Brookfield Property Partners is over 60 days behind on a $ 190 million CMBS loan guaranteed by the White Marsh shopping center in Baltimore, according to Trepp. The mall is one of the largest in the Baltimore area, spanning over a million square feet.

Wells Fargo initiated the loan in 2013; it will expire in May 2021.

Trepp noted that a “pre-negotiation letter” had been signed by the borrower and that discussions were ongoing. Brookfield has not made any payments on the loan since July and the loan went into special service in August.

With more than 100 stores, the mall was 96 percent leased in June, according to Trepp. It was last valued at $ 300 million in 2013, a year after the mall was renovated.

The mall lost one of its major key tenants earlier this year when Sears https://therealdeal.com/tag/sears/ closed. This summer, Amazon announced it would sign a lease for part of the department store’s parking lot.

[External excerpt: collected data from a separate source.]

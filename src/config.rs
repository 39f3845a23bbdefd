use std::time::Duration;

use serde::{Deserialize, Serialize};

use catalog_store::StoreConfig;
use catalog_vector::{DistanceMetric, Mode, VectorConfig};

fn default_true() -> bool {
    true
}

#[derive(Debug, Clone, Serialize, Deserialize)]
pub struct StorageSection {
    #[serde(flatten)]
    pub store: StoreConfig,
    /// Root used to scope multi-tenant private-author subtrees; empty
    /// means "same as `data_root`".
    #[serde(default)]
    pub base_root: String,
}

impl Default for StorageSection {
    fn default() -> Self {
        Self {
            store: StoreConfig::default(),
            base_root: String::new(),
        }
    }
}

#[derive(Debug, Clone, Serialize, Deserialize)]
pub struct HnswSection {
    #[serde(default = "default_m")]
    pub m: usize,
    #[serde(default = "default_ml")]
    pub ml: f64,
    #[serde(default = "default_ef_search")]
    pub ef_search: usize,
    #[serde(default)]
    pub seed: u64,
    #[serde(default = "default_true")]
    pub enabled: bool,
}

fn default_m() -> usize {
    16
}
fn default_ml() -> f64 {
    0.25
}
fn default_ef_search() -> usize {
    20
}

impl Default for HnswSection {
    fn default() -> Self {
        Self {
            m: default_m(),
            ml: default_ml(),
            ef_search: default_ef_search(),
            seed: 0,
            enabled: true,
        }
    }
}

fn default_dimension() -> usize {
    384
}
fn default_hybrid_threshold() -> usize {
    100
}
fn default_index_path() -> String {
    "vector.index".to_string()
}

#[derive(Debug, Clone, Serialize, Deserialize)]
pub struct VectorSection {
    #[serde(default = "default_dimension")]
    pub dimension: usize,
    #[serde(default)]
    pub metric: DistanceMetric,
    #[serde(default = "default_hybrid_threshold")]
    pub hybrid_threshold: usize,
    #[serde(default)]
    pub hnsw: HnswSection,
    #[serde(default = "default_true")]
    pub persistence_enabled: bool,
    #[serde(default = "default_index_path")]
    pub index_path: String,
}

impl Default for VectorSection {
    fn default() -> Self {
        Self {
            dimension: default_dimension(),
            metric: DistanceMetric::default(),
            hybrid_threshold: default_hybrid_threshold(),
            hnsw: HnswSection::default(),
            persistence_enabled: true,
            index_path: default_index_path(),
        }
    }
}

impl VectorSection {
    pub fn to_vector_config(&self) -> VectorConfig {
        VectorConfig {
            dimension: self.dimension,
            mode: if self.hnsw.enabled { Mode::Auto } else { Mode::Linear },
            metric: self.metric,
            hybrid_threshold: self.hybrid_threshold,
            m: self.hnsw.m,
            ml: self.hnsw.ml,
            ef_search: self.hnsw.ef_search,
            seed: self.hnsw.seed,
        }
    }
}

fn default_similarity_threshold() -> f64 {
    0.75
}
fn default_max_results() -> usize {
    20
}

#[derive(Debug, Clone, Serialize, Deserialize)]
pub struct HybridSearchSection {
    #[serde(default)]
    pub mode: Mode,
    #[serde(default = "default_similarity_threshold")]
    pub similarity_threshold: f64,
    #[serde(default = "default_max_results")]
    pub max_results: usize,
    #[serde(default = "default_hybrid_threshold")]
    pub auto_switch_threshold: usize,
}

impl Default for HybridSearchSection {
    fn default() -> Self {
        Self {
            mode: Mode::default(),
            similarity_threshold: default_similarity_threshold(),
            max_results: default_max_results(),
            auto_switch_threshold: default_hybrid_threshold(),
        }
    }
}

fn default_scorer_name() -> String {
    "heuristic".to_string()
}
fn default_fallback_chain() -> Vec<String> {
    vec!["neural".to_string(), "heuristic".to_string()]
}
fn default_cleanup_interval() -> u64 {
    3600
}

#[derive(Debug, Clone, Serialize, Deserialize)]
pub struct QualitySection {
    #[serde(default = "default_scorer_name")]
    pub default_scorer: String,
    #[serde(default = "default_fallback_chain")]
    pub fallback_chain: Vec<String>,
    #[serde(default)]
    pub backend_paths: std::collections::HashMap<String, String>,
    #[serde(default)]
    pub auto_archival: bool,
    #[serde(default = "default_cleanup_interval")]
    pub cleanup_interval_secs: u64,
}

impl Default for QualitySection {
    fn default() -> Self {
        Self {
            default_scorer: default_scorer_name(),
            fallback_chain: default_fallback_chain(),
            backend_paths: std::collections::HashMap::new(),
            auto_archival: false,
            cleanup_interval_secs: default_cleanup_interval(),
        }
    }
}

fn default_high_retention() -> u32 {
    365
}
fn default_medium_retention() -> u32 {
    180
}
fn default_low_retention() -> u32 {
    90
}
fn default_quality_threshold() -> f64 {
    0.5
}

#[derive(Debug, Clone, Serialize, Deserialize)]
pub struct RetentionSection {
    #[serde(default = "default_quality_threshold")]
    pub quality_threshold: f64,
    #[serde(default = "default_high_retention")]
    pub high_retention_days: u32,
    #[serde(default = "default_medium_retention")]
    pub medium_retention_days: u32,
    #[serde(default = "default_low_retention")]
    pub low_retention_days: u32,
    #[serde(default)]
    pub auto_cleanup: bool,
    #[serde(default = "default_cleanup_interval")]
    pub cleanup_interval_secs: u64,
}

impl Default for RetentionSection {
    fn default() -> Self {
        Self {
            quality_threshold: default_quality_threshold(),
            high_retention_days: default_high_retention(),
            medium_retention_days: default_medium_retention(),
            low_retention_days: default_low_retention(),
            auto_cleanup: false,
            cleanup_interval_secs: default_cleanup_interval(),
        }
    }
}

impl RetentionSection {
    pub fn sweeper_interval(&self) -> Duration {
        Duration::from_secs(self.cleanup_interval_secs)
    }
}

fn default_min_content_length() -> usize {
    20
}

#[derive(Debug, Clone, Serialize, Deserialize)]
pub struct DuplicateDetectionSection {
    #[serde(default)]
    pub enabled: bool,
    #[serde(default = "default_similarity_threshold")]
    pub similarity_threshold: f64,
    #[serde(default = "default_min_content_length")]
    pub min_content_length: usize,
    #[serde(default = "default_max_results")]
    pub max_results: usize,
}

impl Default for DuplicateDetectionSection {
    fn default() -> Self {
        Self {
            enabled: false,
            similarity_threshold: default_similarity_threshold(),
            min_content_length: default_min_content_length(),
            max_results: default_max_results(),
        }
    }
}

#[derive(Debug, Clone, Copy, PartialEq, Eq, Serialize, Deserialize)]
#[serde(rename_all = "snake_case")]
pub enum ClusterAlgorithm {
    Dbscan,
    Kmeans,
}

impl Default for ClusterAlgorithm {
    fn default() -> Self {
        ClusterAlgorithm::Dbscan
    }
}

fn default_epsilon() -> f64 {
    0.3
}
fn default_num_clusters() -> usize {
    8
}
fn default_max_iterations() -> usize {
    50
}
fn default_min_cluster_size() -> usize {
    2
}

#[derive(Debug, Clone, Serialize, Deserialize)]
pub struct ClusteringSection {
    #[serde(default)]
    pub algorithm: ClusterAlgorithm,
    #[serde(default = "default_min_cluster_size")]
    pub min_cluster_size: usize,
    #[serde(default = "default_epsilon")]
    pub epsilon: f64,
    #[serde(default = "default_num_clusters")]
    pub num_clusters: usize,
    #[serde(default = "default_max_iterations")]
    pub max_iterations: usize,
}

impl Default for ClusteringSection {
    fn default() -> Self {
        Self {
            algorithm: ClusterAlgorithm::default(),
            min_cluster_size: default_min_cluster_size(),
            epsilon: default_epsilon(),
            num_clusters: default_num_clusters(),
            max_iterations: default_max_iterations(),
        }
    }
}

fn default_log_level() -> String {
    "info".to_string()
}
fn default_log_format() -> String {
    "json".to_string()
}
fn default_ring_capacity() -> usize {
    1000
}

#[derive(Debug, Clone, Serialize, Deserialize)]
pub struct LoggingSection {
    #[serde(default = "default_log_level")]
    pub level: String,
    #[serde(default = "default_log_format")]
    pub format: String,
    #[serde(default = "default_ring_capacity")]
    pub ring_capacity: usize,
}

impl Default for LoggingSection {
    fn default() -> Self {
        Self {
            level: default_log_level(),
            format: default_log_format(),
            ring_capacity: default_ring_capacity(),
        }
    }
}

/// Root configuration aggregate. Loaded from an optional `catalog.toml`
/// plus `CATALOG_*` environment overrides, file values taking precedence
/// over defaults and environment variables taking precedence over the file.
#[derive(Debug, Clone, Default, Serialize, Deserialize)]
pub struct CatalogConfig {
    #[serde(default)]
    pub storage: StorageSection,
    #[serde(default)]
    pub vector: VectorSection,
    #[serde(default)]
    pub hybrid_search: HybridSearchSection,
    #[serde(default)]
    pub quality: QualitySection,
    #[serde(default)]
    pub retention: RetentionSection,
    #[serde(default)]
    pub duplicate_detection: DuplicateDetectionSection,
    #[serde(default)]
    pub clustering: ClusteringSection,
    #[serde(default)]
    pub logging: LoggingSection,
}

impl CatalogConfig {
    pub fn load() -> Result<Self, config::ConfigError> {
        let _ = dotenvy::dotenv();
        config::Config::builder()
            .add_source(config::File::with_name("catalog").required(false))
            .add_source(config::Environment::with_prefix("CATALOG").separator("__"))
            .build()?
            .try_deserialize()
    }
}

#[cfg(test)]
mod tests {
    use super::*;

    #[test]
    fn defaults_are_internally_consistent() {
        let cfg = CatalogConfig::default();
        assert_eq!(cfg.vector.dimension, 384);
        assert_eq!(cfg.retention.high_retention_days, 365);
        assert_eq!(cfg.logging.ring_capacity, 1000);
    }
}
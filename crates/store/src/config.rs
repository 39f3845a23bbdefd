use std::path::PathBuf;

use serde::{Deserialize, Serialize};

/// Storage backend selection.
#[derive(Debug, Clone, Copy, PartialEq, Eq, Serialize, Deserialize)]
#[serde(rename_all = "snake_case")]
pub enum StorageKind {
    File,
    Memory,
}

impl Default for StorageKind {
    fn default() -> Self {
        StorageKind::File
    }
}

fn default_lru_capacity() -> usize {
    100
}

/// Store configuration as loaded from `CatalogConfig`. `data_root` is left
/// blank by default and resolved lazily: see [`StoreConfig::resolve`].
#[derive(Debug, Clone, Serialize, Deserialize)]
pub struct StoreConfig {
    #[serde(default)]
    pub kind: StorageKind,
    #[serde(default)]
    pub data_root: String,
    #[serde(default = "default_lru_capacity")]
    pub lru_capacity: usize,
    /// Author names whose records are namespaced under `<root>/private/<name>/...`.
    #[serde(default)]
    pub private_authors: Vec<String>,
}

impl Default for StoreConfig {
    fn default() -> Self {
        Self {
            kind: StorageKind::File,
            data_root: String::new(),
            lru_capacity: default_lru_capacity(),
            private_authors: Vec::new(),
        }
    }
}

impl StoreConfig {
    /// Resolves a possibly-blank `data_root` to a concrete directory.
    ///
    /// Open Question 1 resolution: an explicit `data_root` wins; otherwise
    /// fall back to `$CATALOG_DATA_ROOT`, then the platform data directory
    /// (`dirs::data_dir()/catalog`), then `./catalog-data` as a last resort
    /// when no platform data directory can be determined (e.g. a minimal
    /// container image with no `HOME`).
    pub fn resolve_data_root(&self) -> PathBuf {
        if !self.data_root.trim().is_empty() {
            return PathBuf::from(&self.data_root);
        }
        if let Ok(env_root) = std::env::var("CATALOG_DATA_ROOT") {
            if !env_root.trim().is_empty() {
                return PathBuf::from(env_root);
            }
        }
        if let Some(base) = dirs::data_dir() {
            return base.join("catalog");
        }
        PathBuf::from("./catalog-data")
    }
}

#[cfg(test)]
mod tests {
    use super::*;

    #[test]
    fn explicit_root_wins() {
        let cfg = StoreConfig {
            data_root: "/tmp/explicit".into(),
            ..Default::default()
        };
        assert_eq!(cfg.resolve_data_root(), PathBuf::from("/tmp/explicit"));
    }

    #[test]
    fn blank_root_falls_back_to_default_kind() {
        let cfg = StoreConfig::default();
        assert_eq!(cfg.kind, StorageKind::File);
        // Resolution always yields a non-empty path.
        assert!(!cfg.resolve_data_root().as_os_str().is_empty());
    }
}
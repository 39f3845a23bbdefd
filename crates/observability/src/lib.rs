//! Ring log buffer and performance metrics dashboard.

pub mod error;
mod log_buffer;
mod metrics;

pub use error::{ObservabilityError, ObservabilityResult};
pub use log_buffer::{LogEntry, LogFilter, LogLevel, RingLogBuffer};
pub use metrics::{Dashboard, OperationBreakdown, PerformanceMetrics, Sample};
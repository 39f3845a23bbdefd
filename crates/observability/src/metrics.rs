use std::collections::{HashMap, VecDeque};
use std::fs;
use std::path::Path;
use std::sync::RwLock;

use chrono::{DateTime, Utc};
use serde::{Deserialize, Serialize};

use crate::error::{ObservabilityError, ObservabilityResult};

const MAX_SAMPLES: usize = 10_000;
const SLOW_FAST_LIMIT: usize = 10;

#[derive(Debug, Clone, Serialize, Deserialize)]
pub struct Sample {
    pub operation: String,
    pub duration_ms: f64,
    pub timestamp: DateTime<Utc>,
}

#[derive(Debug, Clone, Default, Serialize, Deserialize)]
pub struct OperationBreakdown {
    pub count: usize,
    pub average_ms: f64,
    pub min_ms: f64,
    pub max_ms: f64,
}

#[derive(Debug, Clone, Default, Serialize, Deserialize)]
pub struct Dashboard {
    pub count: usize,
    pub average_ms: f64,
    pub min_ms: f64,
    pub max_ms: f64,
    pub p50_ms: f64,
    pub p95_ms: f64,
    pub p99_ms: f64,
    pub slowest: Vec<Sample>,
    pub fastest: Vec<Sample>,
    pub by_operation: HashMap<String, OperationBreakdown>,
}

/// Linear-interpolated percentile (p50/p95/p99) over a value sequence
/// already sorted ascending.
fn percentile(sorted: &[f64], p: f64) -> f64 {
    if sorted.is_empty() {
        return 0.0;
    }
    if sorted.len() == 1 {
        return sorted[0];
    }
    let rank = p * (sorted.len() - 1) as f64;
    let lower = rank.floor() as usize;
    let upper = rank.ceil() as usize;
    if lower == upper {
        return sorted[lower];
    }
    let frac = rank - lower as f64;
    sorted[lower] * (1.0 - frac) + sorted[upper] * frac
}

/// Capped append-only performance log. Oldest samples drop once
/// `MAX_SAMPLES` is exceeded; `dashboard()` recomputes statistics on demand
/// rather than maintaining running aggregates, since eviction would make
/// incremental min/max/percentile bookkeeping incorrect.
pub struct PerformanceMetrics {
    samples: RwLock<VecDeque<Sample>>,
}

impl Default for PerformanceMetrics {
    fn default() -> Self {
        Self::new()
    }
}

impl PerformanceMetrics {
    pub fn new() -> Self {
        Self {
            samples: RwLock::new(VecDeque::with_capacity(MAX_SAMPLES)),
        }
    }

    pub fn record(&self, operation: impl Into<String>, duration_ms: f64) {
        let operation = operation.into();
        metrics::histogram!("operation_duration_ms", "operation" => operation.clone())
            .record(duration_ms);

        let mut samples = self.samples.write().unwrap();
        if samples.len() >= MAX_SAMPLES {
            samples.pop_front();
        }
        samples.push_back(Sample {
            operation,
            duration_ms,
            timestamp: Utc::now(),
        });
    }

    pub fn dashboard(&self) -> Dashboard {
        let samples = self.samples.read().unwrap();
        if samples.is_empty() {
            return Dashboard::default();
        }

        let mut durations: Vec<f64> = samples.iter().map(|s| s.duration_ms).collect();
        durations.sort_by(|a, b| a.partial_cmp(b).unwrap_or(std::cmp::Ordering::Equal));

        let count = durations.len();
        let average_ms = durations.iter().sum::<f64>() / count as f64;
        let min_ms = durations[0];
        let max_ms = durations[count - 1];
        let p50_ms = percentile(&durations, 0.50);
        let p95_ms = percentile(&durations, 0.95);
        let p99_ms = percentile(&durations, 0.99);

        let mut slowest: Vec<Sample> = samples
            .iter()
            .filter(|s| s.duration_ms > p95_ms)
            .cloned()
            .collect();
        slowest.sort_by(|a, b| b.duration_ms.partial_cmp(&a.duration_ms).unwrap());
        slowest.truncate(SLOW_FAST_LIMIT);

        let mut fastest: Vec<Sample> = samples
            .iter()
            .filter(|s| s.duration_ms < p50_ms)
            .cloned()
            .collect();
        fastest.sort_by(|a, b| a.duration_ms.partial_cmp(&b.duration_ms).unwrap());
        fastest.truncate(SLOW_FAST_LIMIT);

        let mut by_operation: HashMap<String, Vec<f64>> = HashMap::new();
        for sample in samples.iter() {
            by_operation
                .entry(sample.operation.clone())
                .or_default()
                .push(sample.duration_ms);
        }
        let by_operation = by_operation
            .into_iter()
            .map(|(op, durations)| {
                let n = durations.len();
                let sum: f64 = durations.iter().sum();
                let min = durations.iter().cloned().fold(f64::INFINITY, f64::min);
                let max = durations.iter().cloned().fold(f64::NEG_INFINITY, f64::max);
                (
                    op,
                    OperationBreakdown {
                        count: n,
                        average_ms: sum / n as f64,
                        min_ms: min,
                        max_ms: max,
                    },
                )
            })
            .collect();

        Dashboard {
            count,
            average_ms,
            min_ms,
            max_ms,
            p50_ms,
            p95_ms,
            p99_ms,
            slowest,
            fastest,
            by_operation,
        }
    }

    pub fn save_snapshot(&self, path: &Path) -> ObservabilityResult<()> {
        let dashboard = self.dashboard();
        let body = serde_json::to_vec_pretty(&dashboard)
            .map_err(|e| ObservabilityError::Snapshot(e.to_string()))?;
        if let Some(parent) = path.parent() {
            fs::create_dir_all(parent)?;
        }
        fs::write(path, body)?;
        Ok(())
    }
}

#[cfg(test)]
mod tests {
    use super::*;

    #[test]
    fn dashboard_computes_basic_stats() {
        let metrics = PerformanceMetrics::new();
        for d in [10.0, 20.0, 30.0, 40.0, 50.0] {
            metrics.record("search", d);
        }
        let dash = metrics.dashboard();
        assert_eq!(dash.count, 5);
        assert_eq!(dash.min_ms, 10.0);
        assert_eq!(dash.max_ms, 50.0);
        assert_eq!(dash.average_ms, 30.0);
        assert_eq!(dash.p50_ms, 30.0);
    }

    #[test]
    fn per_operation_breakdown_separates_operations() {
        let metrics = PerformanceMetrics::new();
        metrics.record("search", 10.0);
        metrics.record("upsert", 100.0);
        let dash = metrics.dashboard();
        assert_eq!(dash.by_operation["search"].count, 1);
        assert_eq!(dash.by_operation["upsert"].count, 1);
    }

    #[test]
    fn snapshot_roundtrips_to_disk() {
        let dir = tempfile::tempdir().unwrap();
        let path = dir.path().join("metrics.json");
        let metrics = PerformanceMetrics::new();
        metrics.record("search", 5.0);
        metrics.save_snapshot(&path).unwrap();
        let body = fs::read_to_string(&path).unwrap();
        assert!(body.contains("\"count\""));
    }
}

Some of the other tenants at White Marsh Mall include: H&M, Dave & Buster’s, Macy’s, Boscov’s, and JC Penney.

Brookfield Property Partners’ parent company, Brookfield Asset Management, and Simon Property Group bought JC Penney out of bankruptcy in a deal reached late last month. The retailer was a key tenant at a number of Brookfield and Simon shopping centers.

Brookfield Property Partners became one of the largest mall owners in the country when it bought out Chicago-based GGP from bankruptcy in 2018. But like most mall owners, the company has been hit. by the pandemic. It reported a net loss of $ 135 million in the third quarter, a sharp drop from the $ 870 million profit it reported in the same period last year.

In its retail division, Brookfield reported a slight increase in rent collections. For the quarter, rent collections averaged 70 to 75 percent, compared to 34 percent in the second quarter.

Brookfield did not return a request for comment.

Shopping centers have been among the hardest hit by the pandemic. Traffic at the nation’s largest malls fell 51% in the first eight months of the year compared to last year, according to data from Placer.ai.

Earlier this month, shopping center owners CBL Properties and Pennsylvania REIT filed for Chapter 11 bankruptcy. CBL and PREIT mainly focused on older shopping centers, while Brookfield and Simon focused more on newer properties.